*About this exercise*
Once you have read the records, write them out again exactly.

*Data section*
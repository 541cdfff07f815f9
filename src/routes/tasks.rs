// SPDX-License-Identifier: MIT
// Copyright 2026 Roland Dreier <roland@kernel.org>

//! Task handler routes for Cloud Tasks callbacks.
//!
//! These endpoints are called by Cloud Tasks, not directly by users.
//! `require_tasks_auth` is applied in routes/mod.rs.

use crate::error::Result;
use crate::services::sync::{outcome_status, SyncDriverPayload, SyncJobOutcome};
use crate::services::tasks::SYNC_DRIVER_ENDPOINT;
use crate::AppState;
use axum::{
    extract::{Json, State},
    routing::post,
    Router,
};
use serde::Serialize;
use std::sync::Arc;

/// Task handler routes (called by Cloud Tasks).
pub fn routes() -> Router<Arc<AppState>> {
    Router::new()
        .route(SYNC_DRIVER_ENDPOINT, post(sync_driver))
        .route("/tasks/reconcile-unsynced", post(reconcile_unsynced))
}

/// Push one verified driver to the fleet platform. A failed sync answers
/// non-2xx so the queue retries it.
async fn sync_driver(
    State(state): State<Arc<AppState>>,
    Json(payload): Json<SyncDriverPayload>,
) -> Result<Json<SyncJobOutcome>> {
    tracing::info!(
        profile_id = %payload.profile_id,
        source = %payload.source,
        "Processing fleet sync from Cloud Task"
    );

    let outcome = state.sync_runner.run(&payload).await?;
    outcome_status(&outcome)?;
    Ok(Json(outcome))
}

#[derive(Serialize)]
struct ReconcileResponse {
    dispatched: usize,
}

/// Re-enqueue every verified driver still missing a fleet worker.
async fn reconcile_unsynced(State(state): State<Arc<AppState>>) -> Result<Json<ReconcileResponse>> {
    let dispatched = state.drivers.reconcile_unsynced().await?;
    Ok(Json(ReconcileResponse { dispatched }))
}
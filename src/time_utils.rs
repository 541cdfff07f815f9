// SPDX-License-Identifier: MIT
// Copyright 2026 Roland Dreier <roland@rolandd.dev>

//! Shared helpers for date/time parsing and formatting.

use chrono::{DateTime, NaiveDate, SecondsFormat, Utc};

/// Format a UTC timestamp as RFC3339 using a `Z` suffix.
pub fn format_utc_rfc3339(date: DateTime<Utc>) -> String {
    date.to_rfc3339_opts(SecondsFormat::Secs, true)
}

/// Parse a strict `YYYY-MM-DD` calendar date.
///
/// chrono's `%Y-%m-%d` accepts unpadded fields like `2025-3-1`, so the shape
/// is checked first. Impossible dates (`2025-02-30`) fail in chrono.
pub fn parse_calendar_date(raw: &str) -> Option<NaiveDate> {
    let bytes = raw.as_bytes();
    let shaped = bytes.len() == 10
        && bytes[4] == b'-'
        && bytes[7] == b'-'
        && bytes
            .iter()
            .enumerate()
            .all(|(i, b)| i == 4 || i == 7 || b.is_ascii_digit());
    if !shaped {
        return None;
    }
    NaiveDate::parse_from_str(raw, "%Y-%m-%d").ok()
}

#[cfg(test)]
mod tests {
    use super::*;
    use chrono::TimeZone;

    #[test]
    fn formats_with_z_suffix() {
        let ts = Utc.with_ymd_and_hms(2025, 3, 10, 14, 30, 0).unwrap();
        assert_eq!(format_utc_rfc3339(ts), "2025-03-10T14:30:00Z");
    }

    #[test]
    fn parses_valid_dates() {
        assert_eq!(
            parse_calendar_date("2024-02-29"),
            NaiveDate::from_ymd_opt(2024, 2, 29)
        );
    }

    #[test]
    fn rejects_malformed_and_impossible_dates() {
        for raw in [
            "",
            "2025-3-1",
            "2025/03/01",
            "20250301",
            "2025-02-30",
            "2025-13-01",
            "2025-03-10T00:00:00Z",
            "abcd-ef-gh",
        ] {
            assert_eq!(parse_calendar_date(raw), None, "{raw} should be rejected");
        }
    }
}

*Result of this task*
repository 541cdfff07f815f9
filename src/routes/tasks.rs
// SPDX-License-Identifier: MIT
// Copyright 2026 Roland Dreier <roland@kernel.org>

//! Task handler routes for Cloud Tasks callbacks.
//!
//! These endpoints are called by Cloud Tasks, not directly by users.
//! `require_tasks_auth` is applied in routes/mod.rs.

use crate::error::Result;
use crate::services::sync::{outcome_status, SyncDriverPayload, SyncJobOutcome};
use crate::services::tasks::SYNC_DRIVER_ENDPOINT;
use crate::AppState;
use axum::{
    extract::{Json, State},
    routing::post,
    Router,
};
use serde::Serialize;
use std::sync::Arc;

/// Task handler routes (called by Cloud Tasks).
pub fn routes() -> Router<Arc<AppState>> {
    Router::new()
        .route(SYNC_DRIVER_ENDPOINT, post(sync_driver))
        .route("/tasks/reconcile-unsynced", post(reconcile_unsynced))
}

/// Push one verified driver to the fleet platform. A failed sync answers
/// non-2xx so the queue retries it.
async fn sync_driver(
    State(state): State<Arc<AppState>>,
    Json(payload): Json<SyncDriverPayload>,
) -> Result<Json<SyncJobOutcome>> {
    tracing::info!(
        profile_id = %payload.profile_id,
        source = %payload.source,
        "Processing fleet sync from Cloud Task"
    );

    let outcome = state.sync_runner.run(&payload).await?;
    outcome_status(&outcome)?;
    Ok(Json(outcome))
}

#[derive(Serialize)]
struct ReconcileResponse {
    dispatched: usize,
}

/// Re-enqueue every verified driver still missing a fleet worker.
async fn reconcile_unsynced(State(state): State<Arc<AppState>>) -> Result<Json<ReconcileResponse>> {
    let dispatched = state.drivers.reconcile_unsynced().await?;
    Ok(Json(ReconcileResponse { dispatched }))
}
filename src/time_utils.rs
repository 541cdfff07f815f9
// SPDX-License-Identifier: MIT
// Copyright 2026 Roland Dreier <roland@rolandd.dev>

//! Shared helpers for date/time parsing and formatting.

use chrono::{DateTime, NaiveDate, SecondsFormat, Utc};

/// Format a UTC timestamp as RFC3339 using a `Z` suffix.
pub fn format_utc_rfc3339(date: DateTime<Utc>) -> String {
    date.to_rfc3339_opts(SecondsFormat::Secs, true)
}

/// Parse a strict `YYYY-MM-DD` calendar date.
///
/// chrono's `%Y-%m-%d` accepts unpadded fields like `2025-3-1`, so the shape
/// is checked first. Impossible dates (`2025-02-30`) fail in chrono.
pub fn parse_calendar_date(raw: &str) -> Option<NaiveDate> {
    let bytes = raw.as_bytes();
    let shaped = bytes.len() == 10
        && bytes[4] == b'-'
        && bytes[7] == b'-'
        && bytes
            .iter()
            .enumerate()
            .all(|(i, b)| i == 4 || i == 7 || b.is_ascii_digit());
    if !shaped {
        return None;
    }
    NaiveDate::parse_from_str(raw, "%Y-%m-%d").ok()
}

#[cfg(test)]
mod tests {
    use super::*;
    use chrono::TimeZone;

    #[test]
    fn formats_with_z_suffix() {
        let ts = Utc.with_ymd_and_hms(2025, 3, 10, 14, 30, 0).unwrap();
        assert_eq!(format_utc_rfc3339(ts), "2025-03-10T14:30:00Z");
    }

    #[test]
    fn parses_valid_dates() {
        assert_eq!(
            parse_calendar_date("2024-02-29"),
            NaiveDate::from_ymd_opt(2024, 2, 29)
        );
    }

    #[test]
    fn rejects_malformed_and_impossible_dates() {
        for raw in [
            "",
            "2025-3-1",
            "2025/03/01",
            "20250301",
            "2025-02-30",
            "2025-13-01",
            "2025-03-10T00:00:00Z",
            "abcd-ef-gh",
        ] {
            assert_eq!(parse_calendar_date(raw), None, "{raw} should be rejected");
        }
    }
}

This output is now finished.